Dijitalleşmeyle birlikte Türkçe’ye yabancı kelimelerin girmesi ve var olan kelimelerin yanlış şekilde kullanılması sorunu her geçen gün artıyor. Bu konuda yapılan akademik çalışmalar, dilin gün geçtikçe uğradığı değişimi gözler önüne seriyor. Prof. Dr. Ayhan Songar’ın 25 yıl önce yaptığı araştırmaya göre İngilizce-Türkçe Redhouse lügatının 1890 yılı baskısında, toplamda iki yüz bin kelime bulunuyordu. Bu sayı İngilizce’de 1 milyon kelimeye yükselirken, Türkçe’de ise 10 bin kelimeye düştü. Numan Aydoğan Ünal’ın, KTB Yayınları’ndan çıkan “Türkçeye Suikast” kitabı, dünyada en çok konuşulan 5. dil olan Türkçe’nin maruz kaldığı sorunları ele alıyor. Türkiye’nin bir numaralı probleminin dil olduğunu söyleyen Ünal “Yeni ve uydurukça bir dil oluştu. Bugünün gençleri 1960’taki kitapları, dergileri ve gazeteleri okuyamıyor.

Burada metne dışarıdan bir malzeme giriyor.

//! Record rendering.

use std::io::Write;

use anyhow::Result;
use openaire_lib::api::query::Record;
use serde_json::Value;

use crate::args::OutputFormat;

enum Sink<W: Write> {
    Text(W),
    Csv {
        writer: csv::Writer<W>,
        /// Column names, taken from the first record.
        header: Option<Vec<String>>,
    },
}

/// Streams records to `out` as a JSON array, JSON Lines or CSV.
pub struct RecordWriter<W: Write> {
    sink: Sink<W>,
    format: OutputFormat,
    written: usize,
}

impl<W: Write> RecordWriter<W> {
    pub fn new(out: W, format: OutputFormat) -> Self {
        let sink = match format {
            OutputFormat::Csv => Sink::Csv {
                writer: csv::Writer::from_writer(out),
                header: None,
            },
            OutputFormat::Json | OutputFormat::Jsonl => Sink::Text(out),
        };
        Self {
            sink,
            format,
            written: 0,
        }
    }

    pub fn written(&self) -> usize {
        self.written
    }

    pub fn write(&mut self, record: &Record) -> Result<()> {
        match &mut self.sink {
            Sink::Text(out) => {
                let line = serde_json::to_string(record)?;
                if self.format == OutputFormat::Json {
                    let sep = if self.written == 0 { "[\n  " } else { ",\n  " };
                    write!(out, "{sep}{line}")?;
                } else {
                    writeln!(out, "{line}")?;
                }
            }
            Sink::Csv { writer, header } => {
                if header.is_none() {
                    let columns = csv_columns(record);
                    writer.write_record(&columns)?;
                    *header = Some(columns);
                }
                let columns = header.as_deref().unwrap_or_default();
                let row: Vec<String> = match record {
                    Value::Object(fields) => columns
                        .iter()
                        .map(|column| fields.get(column).map(csv_cell).unwrap_or_default())
                        .collect(),
                    other => vec![csv_cell(other)],
                };
                writer.write_record(&row)?;
            }
        }
        self.written += 1;
        Ok(())
    }

    /// Closes the array for `json` output and flushes.
    ///
    /// Safe to call after a failed fetch: whatever was written stays a
    /// complete document.
    pub fn finish(self) -> Result<W> {
        match self.sink {
            Sink::Text(mut out) => {
                if self.format == OutputFormat::Json {
                    if self.written == 0 {
                        writeln!(out, "[]")?;
                    } else {
                        writeln!(out, "\n]")?;
                    }
                }
                out.flush()?;
                Ok(out)
            }
            Sink::Csv { writer, .. } => {
                let mut out = writer.into_inner().map_err(|e| e.into_error())?;
                out.flush()?;
                Ok(out)
            }
        }
    }
}

/// Top-level keys of an object record, or a single `value` column.
fn csv_columns(record: &Record) -> Vec<String> {
    match record {
        Value::Object(fields) => fields.keys().cloned().collect(),
        _ => vec!["value".to_string()],
    }
}

/// Strings are written as-is, null as empty, and anything else as JSON.
fn csv_cell(value: &Value) -> String {
    match value {
        Value::Null => String::new(),
        Value::String(text) => text.clone(),
        other => other.to_string(),
    }
}
//! TokenProvider trait and AccessToken

use async_trait::async_trait;
use chrono::DateTime;
use chrono::Utc;

use crate::error::AuthError;

/// A bearer token with optional expiration.
#[derive(Debug, Clone)]
pub struct AccessToken {
    /// The bearer token sent in the `Authorization` header.
    pub access_token: String,
    /// When the token expires, if known.
    pub expires_at: Option<DateTime<Utc>>,
}

impl AccessToken {
    /// Creates a new access token with just the token string.
    pub fn new(access_token: impl Into<String>) -> Self {
        Self {
            access_token: access_token.into(),
            expires_at: None,
        }
    }

    /// Creates a new access token with expiration time.
    pub fn with_expiry(access_token: impl Into<String>, expires_at: DateTime<Utc>) -> Self {
        Self {
            access_token: access_token.into(),
            expires_at: Some(expires_at),
        }
    }

    /// Returns `true` if the token has expired.
    ///
    /// Returns `false` if expiration time is unknown.
    pub fn is_expired(&self) -> bool {
        self.expires_at.is_some_and(|exp| Utc::now() >= exp)
    }

    /// Returns the token as a bearer authorization header value.
    pub fn as_bearer(&self) -> String {
        format!("Bearer {}", self.access_token)
    }
}

/// Supplies bearer tokens to the HTTP transport.
///
/// The transport calls `get_token` before each request, so implementations
/// should cache tokens and refresh them transparently.
///
/// # Example
///
/// ```ignore
/// use async_trait::async_trait;
/// use openaire_lib::auth::{AccessToken, TokenProvider};
/// use openaire_lib::error::AuthError;
///
/// struct EnvTokenProvider;
///
/// #[async_trait]
/// impl TokenProvider for EnvTokenProvider {
///     async fn get_token(&self) -> Result<AccessToken, AuthError> {
///         std::env::var("OPENAIRE_API_KEY")
///             .map(AccessToken::new)
///             .map_err(|e| AuthError::Unavailable(e.to_string()))
///     }
/// }
/// ```
#[async_trait]
pub trait TokenProvider: Send + Sync {
    /// Returns a valid access token.
    async fn get_token(&self) -> Result<AccessToken, AuthError>;
}

/// A token provider that always returns the same token.
///
/// Suits the long-lived personal API keys the Graph API issues.
///
/// # Example
///
/// ```
/// use openaire_lib::auth::StaticTokenProvider;
///
/// let provider = StaticTokenProvider::new("my-api-key");
/// ```
#[derive(Debug, Clone)]
pub struct StaticTokenProvider {
    token: AccessToken,
}

impl StaticTokenProvider {
    /// Creates a new static token provider with the given key.
    pub fn new(access_token: impl Into<String>) -> Self {
        Self {
            token: AccessToken::new(access_token),
        }
    }

    /// Creates a new static token provider from an existing AccessToken.
    pub fn from_token(token: AccessToken) -> Self {
        Self { token }
    }
}

#[async_trait]
impl TokenProvider for StaticTokenProvider {
    async fn get_token(&self) -> Result<AccessToken, AuthError> {
        if self.token.is_expired() {
            return Err(AuthError::TokenExpired {
                message: "static token cannot be refreshed".to_string(),
            });
        }
        Ok(self.token.clone())
    }
}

Okusalar bile anlayamıyor” dedi.
TELEVİZYON İZLENMEZ SEYREDİLİR
Eskiden kullanılan kelimelerin anlamsız biçimde değiştiğine örnekler veren Ünal, “Televizyon izliyorum’ deniyor halbuki televizyon seyredilir, bakılır, gözlenir veya temâşâ edilir. İzlemek, iz sürmekten gelir. ‘Hava sıcaklığı’ deniyor, eskiden ‘hava durumu’ denirdi.
Eksi 3 dereceyken hava sıcak değildir, soğuktur, sıcaklık denmemelidir. Teknolojiyle birlikte ‘konum at’ deniyor, ‘adresinizi bildirin’ denmelidir. ‘5 gibi gelirim.’ olmaz, ‘5 civarında veya 5 sularında gelirim’ denmeli. Her gün maruz kaldığımız yanlışlardan biri de metro, metrobüs ve tramvaylarda ‘gelecek istasyon’ denmesi, ancak bu da doğru değil. İstasyon sana gelmiyor ki, sen ona gidiyorsun’’ şeklinde konuştu.